Friday, August 15, 2014

It Takes Three

      The best piece of marriage advice I ever received came from my great Uncle, he wasn't able to attend my wedding due to his health at the time, but sent a card. Inside the card he gave us a monetary gift as is customary, but also some great advice. He wrote inside some blessings for our marriage and said that the most important thing in marriage is not actually either of us, but God because it takes three to make the marriage work. He told us to keep God first, and go to Him with any disagreement we may have, and He would always settle the matter for us.
      I have thought about his advice almost every day since I took my vows, and knowing that this was how my Uncle has lived in both of his marriages(he was a widower and has since remarried), which were/are highly blessed with love and happiness, we put into practice his advice.
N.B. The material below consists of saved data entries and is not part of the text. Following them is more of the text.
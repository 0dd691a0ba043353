//! 操作数模式与匹配
//!
//! 规则通过一棵操作数树描述它期望的计划形状：
//! - 种类判断（`KindTest`）：可组合的 Not / And / Or
//! - 可选的物理属性过滤与谓词
//! - 子节点策略：`Any` 不下降、`Leaf` 只匹配无输入节点、`Exact` 按位置逐个匹配、
//!   `Unordered` 每个子操作数匹配任意一个输入
//!
//! 匹配是深度优先的，结果按模式先序排列。输入如何展开为候选节点由 `InputResolver`
//! 决定：普通树上输入本身就是候选；备忘录中句柄展开为等价集里满足物理属性的所有成员；
//! 启发式规划图中顶点展开为顶点的当前节点。

use std::fmt;
use std::sync::Arc;

use crate::query::optimizer::core::TraitSet;
use crate::query::planner::plan::{OperatorKind, PlanNode, PlanRef};

/// 节点种类判断
#[derive(Debug, Clone, PartialEq)]
pub enum KindTest {
    Any,
    Kind(OperatorKind),
    OneOf(Vec<OperatorKind>),
    Not(Box<KindTest>),
    And(Vec<KindTest>),
    Or(Vec<KindTest>),
}

impl KindTest {
    pub fn accepts(&self, kind: OperatorKind) -> bool {
        match self {
            KindTest::Any => true,
            KindTest::Kind(k) => *k == kind,
            KindTest::OneOf(kinds) => kinds.contains(&kind),
            KindTest::Not(inner) => !inner.accepts(kind),
            KindTest::And(tests) => tests.iter().all(|t| t.accepts(kind)),
            KindTest::Or(tests) => tests.iter().any(|t| t.accepts(kind)),
        }
    }
}

/// 子节点策略
#[derive(Debug, Clone)]
pub enum ChildPolicy {
    /// 不关心子节点，不下降
    Any,
    /// 只匹配没有输入的节点
    Leaf,
    /// 输入个数必须等于子操作数个数，逐个匹配
    Exact(Vec<Operand>),
    /// 每个子操作数至少匹配一个输入
    Unordered(Vec<Operand>),
}

pub type NodePredicate = Arc<dyn Fn(&PlanNode) -> bool + Send + Sync>;

/// 操作数
#[derive(Clone)]
pub struct Operand {
    kind: KindTest,
    traits: Option<TraitSet>,
    predicate: Option<NodePredicate>,
    children: ChildPolicy,
}

impl fmt::Debug for Operand {
    fn fmt(&self, f: &mut fmt::Formatter<'_>) -> fmt::Result {
        f.debug_struct("Operand")
            .field("kind", &self.kind)
            .field("traits", &self.traits)
            .field("predicate", &self.predicate.as_ref().map(|_| "<fn>"))
            .field("children", &self.children)
            .finish()
    }
}

impl Operand {
    pub fn new(kind: KindTest) -> Self {
        Self {
            kind,
            traits: None,
            predicate: None,
            children: ChildPolicy::Any,
        }
    }

    /// 匹配指定种类的节点
    pub fn of(kind: OperatorKind) -> Self {
        Self::new(KindTest::Kind(kind))
    }

    /// 匹配多个种类中的任意一个
    pub fn one_of(kinds: Vec<OperatorKind>) -> Self {
        Self::new(KindTest::OneOf(kinds))
    }

    /// 匹配任意节点
    pub fn any_node() -> Self {
        Self::new(KindTest::Any)
    }

    pub fn any(mut self) -> Self {
        self.children = ChildPolicy::Any;
        self
    }

    pub fn leaf(mut self) -> Self {
        self.children = ChildPolicy::Leaf;
        self
    }

    pub fn exact(mut self, children: Vec<Operand>) -> Self {
        self.children = ChildPolicy::Exact(children);
        self
    }

    pub fn unordered(mut self, children: Vec<Operand>) -> Self {
        self.children = ChildPolicy::Unordered(children);
        self
    }

    /// 要求节点的物理属性集满足 `traits`
    pub fn with_traits(mut self, traits: TraitSet) -> Self {
        self.traits = Some(traits);
        self
    }

    pub fn with_predicate<F>(mut self, predicate: F) -> Self
    where
        F: Fn(&PlanNode) -> bool + Send + Sync + 'static,
    {
        self.predicate = Some(Arc::new(predicate));
        self
    }

    pub fn kind_test(&self) -> &KindTest {
        &self.kind
    }

    pub fn children(&self) -> &ChildPolicy {
        &self.children
    }

    /// 只检查当前节点（种类、物理属性、谓词），不看子节点
    pub fn accepts(&self, node: &PlanNode) -> bool {
        if !self.kind.accepts(node.operator()) {
            return false;
        }
        if let Some(ref traits) = self.traits {
            if !node.traits().satisfies(traits) {
                return false;
            }
        }
        if let Some(ref predicate) = self.predicate {
            if !predicate(node) {
                return false;
            }
        }
        true
    }

    /// 操作数树的深度（单个操作数为 1）
    pub fn depth(&self) -> usize {
        match &self.children {
            ChildPolicy::Any | ChildPolicy::Leaf => 1,
            ChildPolicy::Exact(children) | ChildPolicy::Unordered(children) => {
                1 + children.iter().map(|c| c.depth()).max().unwrap_or(0)
            }
        }
    }

    /// 操作数个数（等于每个绑定列表的长度）
    pub fn operand_count(&self) -> usize {
        match &self.children {
            ChildPolicy::Any | ChildPolicy::Leaf => 1,
            ChildPolicy::Exact(children) | ChildPolicy::Unordered(children) => {
                1 + children.iter().map(|c| c.operand_count()).sum::<usize>()
            }
        }
    }
}

/// 输入展开
pub trait InputResolver {
    /// 返回输入对应的候选节点，顺序必须确定
    fn candidates(&self, input: &PlanRef) -> Vec<PlanRef>;
}

/// 普通树：输入本身就是唯一候选
#[derive(Debug, Clone, Copy, Default)]
pub struct TreeResolver;

impl InputResolver for TreeResolver {
    fn candidates(&self, input: &PlanRef) -> Vec<PlanRef> {
        vec![input.clone()]
    }
}

/// 计算以 `node` 为根的所有绑定
///
/// 每个绑定是按模式先序排列的节点列表；没有匹配时返回空列表。
pub fn match_all(operand: &Operand, node: &PlanRef, resolver: &dyn InputResolver) -> Vec<Vec<PlanRef>> {
    if !operand.accepts(node) {
        return Vec::new();
    }
    match &operand.children {
        ChildPolicy::Any => vec![vec![node.clone()]],
        ChildPolicy::Leaf => {
            if node.is_leaf() {
                vec![vec![node.clone()]]
            } else {
                Vec::new()
            }
        }
        ChildPolicy::Exact(children) => {
            if node.inputs().len() != children.len() {
                return Vec::new();
            }
            let mut partials = vec![vec![node.clone()]];
            for (child, input) in children.iter().zip(node.inputs()) {
                let child_bindings = match_input(child, std::slice::from_ref(input), resolver);
                if child_bindings.is_empty() {
                    return Vec::new();
                }
                partials = cartesian(partials, &child_bindings);
            }
            partials
        }
        ChildPolicy::Unordered(children) => {
            let mut partials = vec![vec![node.clone()]];
            for child in children {
                let child_bindings = match_input(child, node.inputs(), resolver);
                if child_bindings.is_empty() {
                    return Vec::new();
                }
                partials = cartesian(partials, &child_bindings);
            }
            partials
        }
    }
}

/// 返回第一个绑定
pub fn match_first(
    operand: &Operand,
    node: &PlanRef,
    resolver: &dyn InputResolver,
) -> Option<Vec<PlanRef>> {
    match_all(operand, node, resolver).into_iter().next()
}

/// 在普通树上匹配
pub fn match_tree(operand: &Operand, node: &PlanRef) -> Option<Vec<PlanRef>> {
    match_first(operand, node, &TreeResolver)
}

fn match_input(
    operand: &Operand,
    inputs: &[PlanRef],
    resolver: &dyn InputResolver,
) -> Vec<Vec<PlanRef>> {
    let mut bindings = Vec::new();
    for input in inputs {
        for candidate in resolver.candidates(input) {
            bindings.extend(match_all(operand, &candidate, resolver));
        }
    }
    bindings
}

fn cartesian(partials: Vec<Vec<PlanRef>>, suffixes: &[Vec<PlanRef>]) -> Vec<Vec<PlanRef>> {
    let mut out = Vec::with_capacity(partials.len() * suffixes.len());
    for prefix in &partials {
        for suffix in suffixes {
            let mut binding = prefix.clone();
            binding.extend(suffix.iter().cloned());
            out.push(binding);
        }
    }
    out
}

#[cfg(test)]
mod tests {
    use super::*;
    use crate::core::schema::{DataType, RowType};
    use crate::query::planner::plan::JoinType;

    fn scan(name: &str) -> PlanRef {
        PlanNode::table_scan(name, RowType::of(&[("id", DataType::Int)]))
    }

    #[test]
    fn test_kind_test_composition() {
        let test = KindTest::And(vec![
            KindTest::Not(Box::new(KindTest::Kind(OperatorKind::Subset))),
            KindTest::Or(vec![
                KindTest::Kind(OperatorKind::Filter),
                KindTest::OneOf(vec![OperatorKind::Project, OperatorKind::Sort]),
            ]),
        ]);
        assert!(test.accepts(OperatorKind::Filter));
        assert!(test.accepts(OperatorKind::Sort));
        assert!(!test.accepts(OperatorKind::Subset));
        assert!(!test.accepts(OperatorKind::Join));
    }

    #[test]
    fn test_exact_binding_in_preorder() {
        let join = PlanNode::join(
            PlanNode::filter(scan("emp"), "$0 > 1"),
            scan("dept"),
            JoinType::Inner,
            "$0 = $1",
        );
        let operand = Operand::of(OperatorKind::Join).exact(vec![
            Operand::of(OperatorKind::Filter).exact(vec![Operand::of(OperatorKind::TableScan).leaf()]),
            Operand::of(OperatorKind::TableScan).leaf(),
        ]);
        let binding = match_tree(&operand, &join).expect("should match");
        let kinds: Vec<OperatorKind> = binding.iter().map(|n| n.operator()).collect();
        assert_eq!(
            kinds,
            vec![
                OperatorKind::Join,
                OperatorKind::Filter,
                OperatorKind::TableScan,
                OperatorKind::TableScan
            ]
        );
        assert_eq!(binding.len(), operand.operand_count());
        assert_eq!(operand.depth(), 3);
    }

    #[test]
    fn test_exact_requires_arity() {
        let filter = PlanNode::filter(scan("emp"), "$0 > 1");
        let two_children = Operand::of(OperatorKind::Filter)
            .exact(vec![Operand::any_node(), Operand::any_node()]);
        assert!(match_tree(&two_children, &filter).is_none());
    }

    #[test]
    fn test_leaf_rejects_inner_nodes() {
        let filter = PlanNode::filter(scan("emp"), "$0 > 1");
        assert!(match_tree(&Operand::any_node().leaf(), &filter).is_none());
        assert!(match_tree(&Operand::any_node().leaf(), &scan("emp")).is_some());
    }

    #[test]
    fn test_unordered_matches_any_input() {
        let join = PlanNode::join(
            scan("emp"),
            PlanNode::filter(scan("dept"), "$0 > 1"),
            JoinType::Inner,
            "$0 = $1",
        );
        let operand = Operand::of(OperatorKind::Join).unordered(vec![Operand::of(OperatorKind::Filter)]);
        let binding = match_tree(&operand, &join).expect("should match");
        assert_eq!(binding.len(), 2);
        assert_eq!(binding[1].operator(), OperatorKind::Filter);
    }

    #[test]
    fn test_trait_filter_and_predicate() {
        let physical = scan("emp").with_traits(TraitSet::of_convention("ENUMERABLE"));
        let operand = Operand::of(OperatorKind::TableScan)
            .with_traits(TraitSet::of_convention("ENUMERABLE"))
            .with_predicate(|node| node.digest().contains("emp"));
        assert!(operand.accepts(&physical));
        assert!(!operand.accepts(&scan("emp")));
        assert!(!operand.accepts(&scan("dept").with_traits(TraitSet::of_convention("ENUMERABLE"))));
    }

    struct Alternatives;

    impl InputResolver for Alternatives {
        fn candidates(&self, input: &PlanRef) -> Vec<PlanRef> {
            vec![input.clone(), input.with_traits(TraitSet::of_convention("ENUMERABLE"))]
        }
    }

    #[test]
    fn test_resolver_expands_cartesian_product() {
        let join = PlanNode::join(scan("emp"), scan("dept"), JoinType::Inner, "$0 = $1");
        let operand = Operand::of(OperatorKind::Join).exact(vec![
            Operand::of(OperatorKind::TableScan),
            Operand::of(OperatorKind::TableScan),
        ]);
        let bindings = match_all(&operand, &join, &Alternatives);
        assert_eq!(bindings.len(), 4);
        assert!(bindings.iter().all(|b| b.len() == 3));
    }
}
We aren't always successful at this, but we do try together to always honor God in our marriage and put Him first.  Part of  this is separating ourselves from outside distractions, people who try to stir strife, or try to plant seeds of  doubt, or will lie to break the bonds of marriage, or people who try to insert themselves into a marriage and divide you. These types of distractions are every where, and often on the surface don't seem like it, but anything or anyone who encourages you to break, disregard, or tries to twist the meaning of a Godly marriage is a distraction.
       Sometimes the distractions are easier to spot than others, and sometimes our well meaning friends can become the distraction. An example of a well meaning friend being a distraction is, you've had an argument with your husband or he has done something that upset you so you call a friend for comfort. As you relate to them your version of what happened instead of comforting you and helping you to discover a path of resolution for the issue they start saying things like 'I don't know why you put up with that, I wouldn't.' or 'If I were in your shoes I'd leave.' or other things to that affect, of course there are certain situations in which this advice is appropriate, like if there is domestic violence, but other wise this well meaning friend has become a destructive force to your marriage, especially if you happen to listen to them.
      The bottom line comes down to this in any circumstance though, is this person's advice or presence helping or hindering my relationship with God and my spouse? When this occurs you have a decision to make, do you continue to go to this friend for advice and comfort, or do you go somewhere else? If you conclude through careful thought and prayer that they are a hindrance its probably best to cut out them out of your life, or keep them at a greater distance. It may be painful to do so at first but after a short time with this distraction out of the way you will see improvements in your marriage.
        I have had to cut some people out that I had hoped would be long time friends, but I started to discover that the longer I knew them, and discussed my marriage with them, the less content I became.  When I realized what was happening I looked at my marriage, and prayed for guidance. I realized after doing that, that it wasn't actually my marriage that I was unhappy with, but simply this other person's opinion of my marriage that made me unhappy. I had let them distract me, I had let them talk me into being discontented with something that until they showed up was a huge blessing to me. I made the decision after that to separate myself from them, and eventually told her we couldn't be friends anymore.
          When you take your vows in a church wedding the people gathered there are asked to help support the two of you on your journey, this is a vow made before God, just like the vows you take with your spouse, to break either vow is to dishonor God. The people you keep close in your life should be helping and supporting you to honor God, if what they are telling you is contradictory to God's law, than you'll probably better off without them.
      My uncle said a successful marriage takes three, and he wasn't wrong, you need God and two people who are willing to work everyday to honor Him. You need to spend time in the word, building your relationship with the Father, and your spouse, so that when distractions come along you can recognize them and resolve it right away.

Proverbs 2 16-19
16 Wisdom will save you also from the adulterous woman,
from the wayward woman with her seductive words,
17 who has left the partner of her youth
and ignored the covenant she made before God.
18 Surely her house leads down to death
and her paths to the spirits of the dead.
19 None who go to her return
or attain the paths of life.
 
1 John 2:28-29
28 And now, dear children, continue in him, so that when he appears we may be confident and unashamed before him at his coming.
29 If you know that he is righteous, you know that everyone who does what is right has been born of him.